Provided data:
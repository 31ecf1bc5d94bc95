//! Render System Interface
//!
//! The compositor framework never draws anything itself. It decides *when*
//! and *into what* to render, and delegates the actual work to the engine's
//! render system through the traits in this module:
//!
//! | Trait | Responsibility |
//! |-------|----------------|
//! | [`MaterialSystem`] | Resolve materials by name, bind textures to units, expose shader constants |
//! | [`RenderSystem`] | Capabilities, render texture lifetime, clears, scene renders, quad draws |
//!
//! Handles ([`TextureId`], [`MaterialHandle`]) are opaque to the framework.

use lumen_core::errors::Result;
use lumen_core::format::{Capabilities, PixelFormat};
use lumen_core::params::ParameterSet;
use lumen_core::viewport::{CameraId, ViewportKey};

use crate::definition::ClearSettings;

/// Opaque handle to a render texture created by the render system.
#[derive(Clone, Copy, PartialEq, Eq, Hash, Debug)]
pub struct TextureId(pub u32);

/// Opaque handle to a material prepared by the material system.
#[derive(Clone, Copy, PartialEq, Eq, Hash, Debug)]
pub struct MaterialHandle(pub u32);

/// Destination of a render operation.
#[derive(Clone, Copy, PartialEq, Eq, Hash, Debug)]
pub enum RenderTarget {
    /// The viewport's real back buffer.
    Viewport(ViewportKey),
    /// An intermediate render texture.
    Texture(TextureId),
}

/// Descriptor for creating a render texture.
#[derive(Clone, Copy, PartialEq, Eq, Hash, Debug)]
pub struct TextureDesc {
    pub width: u32,
    pub height: u32,
    pub format: PixelFormat,
}

/// Scene render parameters taken from the issuing stage.
#[derive(Clone, Copy, PartialEq, Debug)]
pub struct SceneRequest<'a> {
    pub visibility_mask: u32,
    pub lod_bias: f32,
    pub material_scheme: Option<&'a str>,
    pub first_queue: u8,
    pub last_queue: u8,
}

impl Default for SceneRequest<'_> {
    fn default() -> Self {
        Self {
            visibility_mask: 0xFFFF_FFFF,
            lod_bias: 1.0,
            material_scheme: None,
            first_queue: crate::definition::RENDER_QUEUE_BACKGROUND,
            last_queue: crate::definition::RENDER_QUEUE_SKIES_LATE,
        }
    }
}

/// Material collaborator.
pub trait MaterialSystem {
    /// Prepares a material for drawing. Fails with `MaterialNotFound` if the
    /// name does not resolve.
    fn bind_material(&mut self, name: &str) -> Result<MaterialHandle>;

    /// Binds `texture` as the source of texture unit `slot` of `material`.
    fn set_texture_unit(&mut self, material: MaterialHandle, slot: u32, texture: TextureId);

    /// Shader constants of `material`, writable by pass listeners.
    fn parameters_mut(&mut self, material: MaterialHandle) -> &mut ParameterSet;
}

/// Render system collaborator.
pub trait RenderSystem: MaterialSystem {
    fn capabilities(&self) -> Capabilities;

    fn create_texture(&mut self, desc: &TextureDesc) -> Result<TextureId>;

    fn destroy_texture(&mut self, texture: TextureId);

    fn clear(&mut self, target: RenderTarget, settings: &ClearSettings);

    /// Draws the scene as seen by `camera` into `target`.
    fn render_scene(&mut self, target: RenderTarget, camera: CameraId, request: &SceneRequest<'_>);

    /// Draws a full-target quad with `material`.
    fn draw_quad(&mut self, target: RenderTarget, material: MaterialHandle);
}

Task: Which lines run from the one holding "CameraId, request: &SceneRequest<'_>);" through the end of the data? Write them out exactly, ends included, and add nothing.

Response:
    fn render_scene(&mut self, target: RenderTarget, camera: CameraId, request: &SceneRequest<'_>);

    /// Draws a full-target quad with `material`.
    fn draw_quad(&mut self, target: RenderTarget, material: MaterialHandle);
}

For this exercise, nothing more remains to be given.